Install an Open VPN client on each app server and an Open VPN server with EIP acting as a NAT gateway. A static route on each client routes traffic to payment gateway through the VPN tunnel (tun0). Other traffic is routed normally through eth0. The VPN insures that traffic from the client to the payment gateway is routed back to the client. To the payment gateway it looks like all traffic is coming from a single public whitelisted IP address.

faq-VPN.gif

How to Set it Up

  1. Create the following rightscript called Install OpenVPN.

    #!/bin/bash
    yum -y install openvpn
    cp $RS_ATTACH_DIR/keys.tgz /root/keys.tgz
    cd /root
    tar -zxf /root/keys.tgz
    if [$VPN_TYPE = "server"]; then
    echo "VPN Server setup"
    iptables --table nat --append POSTROUTING -s 172.31.0.0/12 --out-interface eth0 -j MASQUERADE
    echo 1 > /proc/sys/net/ipv4/ip_forward
    service iptables save
    service iptables restart
    cat > /etc/openvpn/server.conf << EOF
    dev tun
    proto udp
    port 1194
    server 172.31.0.0 255.255.255.0
    ifconfig-pool-persist ipp.txt
    key /root/server.key
    ca /root/ca.crt
    cert /root/server.crt
    keepalive 10 60
    inactive 600
    persist-tun
    duplicate-cn
    dh /root/dh1024.pem
    EOF
    fi
    if [$VPN_TYPE = "client"]; then
    echo "VPN Client setup"
    cat > /etc/openvpn/client.conf << EOF
    client
    dev tun
    proto udp
    port 1194
    resolv-retry infinite
    nobind
    remote $VPN_SERVER_IP
    keepalive 10 60
    inactive 600
    persist-tun
    persist-key
    dh /root/dh1024.pem
    ca /root/ca.crt
    cert /root/client.crt
    key /root/client.key
    EOF
    fi
    echo "Starting openvpn"
    service openvpn start
    

    Notice there are two inputs that are required - click the identify button to identify them. The $VPN_TYPE indicates if this instance will be a client or a server. The VPN_SERVER_IP is the actual EIP of the VPN server instance.

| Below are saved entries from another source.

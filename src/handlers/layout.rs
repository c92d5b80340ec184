//! Layouts and pages. A stored layout lists its child widgets (type `layout`) or
//! blocks (type `page`) by id; the frontend receives the children expanded inline.

use crate::config::ModelNames;
use crate::edf::envelope::{first_row, parse_instance_id, quoted, row_id, rows};
use crate::edf::{EntityInstancePk, SearchRequest};
use crate::error::AppError;
use crate::extractors::Caller;
use crate::handlers::{object_with_id, parse_id_list, timestamp};
use crate::response::created;
use crate::state::AppState;
use axum::{
    extract::{Path, Query, State},
    http::StatusCode,
    response::IntoResponse,
    Json,
};
use futures::future::{join_all, try_join_all};
use serde::Deserialize;
use serde_json::{json, Value};

const LIST_PAGE_SIZE: u64 = 99_999;
const SLUG_PAGE_SIZE: u64 = 99;
const DRAFT: &str = "draft";

#[derive(Clone, Copy, Debug, PartialEq, Eq)]
pub enum LayoutKind {
    /// Grid of widgets.
    Layout,
    /// Sequence of content blocks.
    Page,
}

impl LayoutKind {
    pub fn of(layout: &Value) -> Option<Self> {
        match layout.get("type").and_then(Value::as_str) {
            Some("layout") => Some(LayoutKind::Layout),
            Some("page") => Some(LayoutKind::Page),
            _ => None,
        }
    }

    pub fn as_str(self) -> &'static str {
        match self {
            LayoutKind::Layout => "layout",
            LayoutKind::Page => "page",
        }
    }

    /// Stored field holding the child ids.
    pub fn ids_field(self) -> &'static str {
        match self {
            LayoutKind::Layout => "widgetIds",
            LayoutKind::Page => "blockIds",
        }
    }

    /// Frontend field holding the expanded children.
    pub fn items_field(self) -> &'static str {
        match self {
            LayoutKind::Layout => "widgets",
            LayoutKind::Page => "blocks",
        }
    }

    fn child_model(self, models: &ModelNames) -> &str {
        match self {
            LayoutKind::Layout => &models.widget,
            LayoutKind::Page => &models.block,
        }
    }
}

/// Decode a JSON-text field. Missing or empty text is `{}`; non-text values pass through.
pub fn decode_text(value: Option<&Value>) -> Value {
    match value {
        None | Some(Value::Null) => json!({}),
        Some(Value::String(s)) if s.trim().is_empty() => json!({}),
        Some(Value::String(s)) => serde_json::from_str(s).unwrap_or_else(|_| Value::String(s.clone())),
        Some(other) => other.clone(),
    }
}

/// Encode a value as JSON text for storage; absent stays null.
pub fn encode_text(value: Option<&Value>) -> Value {
    match value {
        None | Some(Value::Null) => Value::Null,
        Some(v) => Value::String(v.to_string()),
    }
}

/// Leading integer of a number or text (`"12px"` is 12).
pub fn leading_int(value: &Value) -> Option<i64> {
    match value {
        Value::Number(n) => n.as_i64().or_else(|| n.as_f64().map(|f| f.trunc() as i64)),
        Value::String(s) => {
            let s = s.trim();
            let end = s
                .char_indices()
                .take_while(|&(i, c)| c.is_ascii_digit() || (i == 0 && (c == '-' || c == '+')))
                .count();
            s[..end].parse().ok()
        }
        _ => None,
    }
}

fn text_of(value: &Value) -> Option<String> {
    match value {
        Value::Null => None,
        Value::String(s) if s.is_empty() => None,
        Value::String(s) => Some(s.clone()),
        Value::Array(items) => items.first().and_then(text_of),
        other => Some(other.to_string()),
    }
}

fn non_empty<'a>(layout: &'a Value, key: &str) -> Option<&'a Value> {
    layout
        .get(key)
        .filter(|v| !v.is_null() && v.as_str() != Some(""))
}

/// Frontend form of a stored layout row, without children. `None` when the row has no object.
pub fn layout_view(row: &Value) -> Option<Value> {
    let mut layout = object_with_id(row)?;
    let category = layout.get("layoutCategory").and_then(|c| c.get(0).or(Some(c))).and_then(leading_int);
    layout["layoutCategory"] = category.map_or(Value::Null, |c| json!([c]));
    let parent = layout.get("parentId").and_then(leading_int).filter(|p| *p != 0);
    layout["parentId"] = parent.map_or(Value::Null, Value::from);
    layout["options"] = decode_text(layout.get("options"));
    Some(layout)
}

/// Grid settings arrive as text; the frontend expects integers.
fn normalize_grid(options: &mut Value) {
    let Some(options) = options.as_object_mut() else {
        return;
    };
    for key in ["colNum", "rowHeight"] {
        let n = options.get(key).and_then(leading_int);
        options.insert(key.to_string(), n.map_or(Value::Null, Value::from));
    }
}

/// Child ids referenced by a stored layout object.
pub fn stored_child_ids(object: &Value, kind: LayoutKind) -> Vec<i64> {
    object
        .get(kind.ids_field())
        .and_then(Value::as_array)
        .map(|ids| ids.iter().filter_map(parse_instance_id).collect())
        .unwrap_or_default()
}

  2. Certificates need to be generated for the client and the server.

http://openvpn.net/index.php/open-source/documentation/howto.html#pki

You can ssh into a running instance you already have and run the commands after doing a yum install openvpn.   You can uninstall openvpn when you are done.   You can also use a linux desktop or server with openvpn installed on it.  The keys generated need to be generated for client and server and put into a tarball (keys.tgz).  In order to support scaling all clients and servers use the same keys and certs.  This is secure because the servers are not ever leaving the cloud (they aren't laptops wandering around the city). You can use the secure copy (scp) command from an SSH session to copy it your local machine and then use the attachments tab of the rightscale script editor to upload it and attach it to the script.

  1. Add the script to your existing server templates.  You may want to create a new server template for the vpn server since it doesn't need much on it (all it really needs is this script - and possibly the monitoring tools and syslogging).  But you can put whatever you want on it.

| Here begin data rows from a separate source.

//! Typed errors and HTTP mapping.

use crate::config::Environment;
use axum::{
    extract::{Request, State},
    http::StatusCode,
    middleware::Next,
    response::{IntoResponse, Response},
    Json,
};
use serde::Serialize;
use thiserror::Error;

#[derive(Error, Debug)]
pub enum ConfigError {
    #[error("missing environment variable: {0}")]
    Missing(&'static str),
    #[error("invalid {var}: {reason}")]
    Invalid { var: &'static str, reason: String },
    #[error("validation: {0}")]
    Validation(String),
}

#[derive(Error, Debug)]
pub enum AppError {
    #[error(transparent)]
    Config(#[from] ConfigError),
    #[error("not found: {0}")]
    NotFound(String),
    #[error("unauthorized: {0}")]
    Unauthorized(String),
    #[error("forbidden: {0}")]
    Forbidden(String),
    /// Network or HTTP failure talking to the platform. `status` is absent for connection-level errors.
    #[error("upstream: {message}")]
    Upstream { status: Option<u16>, message: String },
    /// The platform answered but its status envelope was not SUCCESS.
    #[error("[{code}] {message}")]
    Backend {
        code: String,
        message: String,
        params: Option<serde_json::Value>,
    },
    #[error("bad request: {0}")]
    BadRequest(String),
    #[error("io: {0}")]
    Io(#[from] std::io::Error),
}

impl AppError {
    /// HTTP status and stable error code for this error kind.
    pub fn status_and_code(&self) -> (StatusCode, &'static str) {
        match self {
            AppError::Config(_) => (StatusCode::INTERNAL_SERVER_ERROR, "config_error"),
            AppError::NotFound(_) => (StatusCode::NOT_FOUND, "not_found"),
            AppError::Unauthorized(_) => (StatusCode::UNAUTHORIZED, "unauthorized"),
            AppError::Forbidden(_) => (StatusCode::FORBIDDEN, "forbidden"),
            AppError::Upstream { status: Some(s), .. } => (
                StatusCode::from_u16(*s).unwrap_or(StatusCode::BAD_GATEWAY),
                "upstream_error",
            ),
            AppError::Upstream { status: None, .. } => (StatusCode::BAD_GATEWAY, "upstream_unavailable"),
            AppError::Backend { .. } => (StatusCode::INTERNAL_SERVER_ERROR, "backend_error"),
            AppError::BadRequest(_) => (StatusCode::BAD_REQUEST, "bad_request"),
            AppError::Io(_) => (StatusCode::INTERNAL_SERVER_ERROR, "io_error"),
        }
    }
}

#[derive(Clone, Debug, Serialize)]
pub struct ErrorBody {
    pub error: ErrorDetail,
}

#[derive(Clone, Debug, Serialize)]
pub struct ErrorDetail {
    pub code: String,
    pub message: String,
    #[serde(skip_serializing_if = "Option::is_none")]
    pub details: Option<serde_json::Value>,
}

impl IntoResponse for AppError {
    fn into_response(self) -> Response {
        let (status, code) = self.status_and_code();
        let details = match &self {
            AppError::Backend { params, .. } => params.clone(),
            _ => None,
        };
        let body = ErrorBody {
            error: ErrorDetail {
                code: code.to_string(),
                message: self.to_string(),
                details,
            },
        };
        let mut response = (status, Json(&body)).into_response();
        response.extensions_mut().insert(body);
        response
    }
}

/// Middleware: in production, re-render error bodies without `details`.
pub async fn hide_error_details(State(env): State<Environment>, request: Request, next: Next) -> Response {
    let mut response = next.run(request).await;
    if env != Environment::Production {
        return response;
    }
    let Some(mut body) = response.extensions_mut().remove::<ErrorBody>() else {
        return response;
    };
    if body.error.details.take().is_none() {
        return response;
    }
    (response.status(), Json(body)).into_response()
}

#[cfg(test)]
mod tests {
    use super::*;

    #[test]
    fn upstream_status_is_mirrored() {
        let err = AppError::Upstream {
            status: Some(403),
            message: "forbidden".into(),
        };
        assert_eq!(err.status_and_code().0, StatusCode::FORBIDDEN);

        let err = AppError::Upstream {
            status: None,
            message: "connection refused".into(),
        };
        assert_eq!(err.status_and_code().0, StatusCode::BAD_GATEWAY);
    }

    #[test]
    fn backend_error_message_carries_code() {
        let err = AppError::Backend {
            code: "ERROR_VALIDATION".into(),
            message: "bad field".into(),
            params: None,
        };
        assert_eq!(err.to_string(), "[ERROR_VALIDATION] bad field");
        assert_eq!(err.status_and_code().0, StatusCode::INTERNAL_SERVER_ERROR);
    }

    async fn error_body(env: Environment) -> serde_json::Value {
        use axum::{middleware, routing::get, Router};
        use tower::ServiceExt;

        async fn failing() -> Result<(), AppError> {
            Err(AppError::Backend {
                code: "ERROR_VALIDATION".into(),
                message: "bad field".into(),
                params: Some(serde_json::json!(["amount"])),
            })
        }
        let app = Router::new()
            .route("/fail", get(failing))
            .layer(middleware::from_fn_with_state(env, hide_error_details));
        let request = axum::http::Request::builder().uri("/fail").body(axum::body::Body::empty()).unwrap();
        let response = app.oneshot(request).await.unwrap();
        assert_eq!(response.status(), StatusCode::INTERNAL_SERVER_ERROR);
        let bytes = axum::body::to_bytes(response.into_body(), usize::MAX).await.unwrap();
        serde_json::from_slice(&bytes).unwrap()
    }

    #[tokio::test]
    async fn production_hides_backend_params() {
        let body = error_body(Environment::Production).await;
        assert_eq!(body["error"]["code"], "backend_error");
        assert!(body["error"].get("details").is_none());
    }

    #[tokio::test]
    async fn development_shows_backend_params() {
        let body = error_body(Environment::Development).await;
        assert_eq!(body["error"]["details"], serde_json::json!(["amount"]));
    }
}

  2. Open port 1194 for UDP traffic in your security group.

  3. Start the vpn server instance.   Be sure to set the VPN_TYPE as: server

  4. When the server is running start the vpn client instance

  5. To test the vpn from one of the client app server instance you can ssh in: ping 172.31.0.1 If you get a response the vpn is working. You can also test seting up a route. Run lynx from the instance and navigate to whatismyipaddress.com. Sscroll down and note your IP - it should be the public ip of the instance - this proves that traffic is routing to eth0 - that your instance is talking directly to the internet. To add a route through the vpn you use the command route add -host whatismyipaddress.com dev tun0 Rerun the lynx browser and go to whatismyipaddress.com.  You can scroll down and see that it thinks your IP is the IP of your NAT gateway - not the IP of your client browser.It should be the EIP of your server instances.  The client is taking through the vpn tun0 adapter to the server.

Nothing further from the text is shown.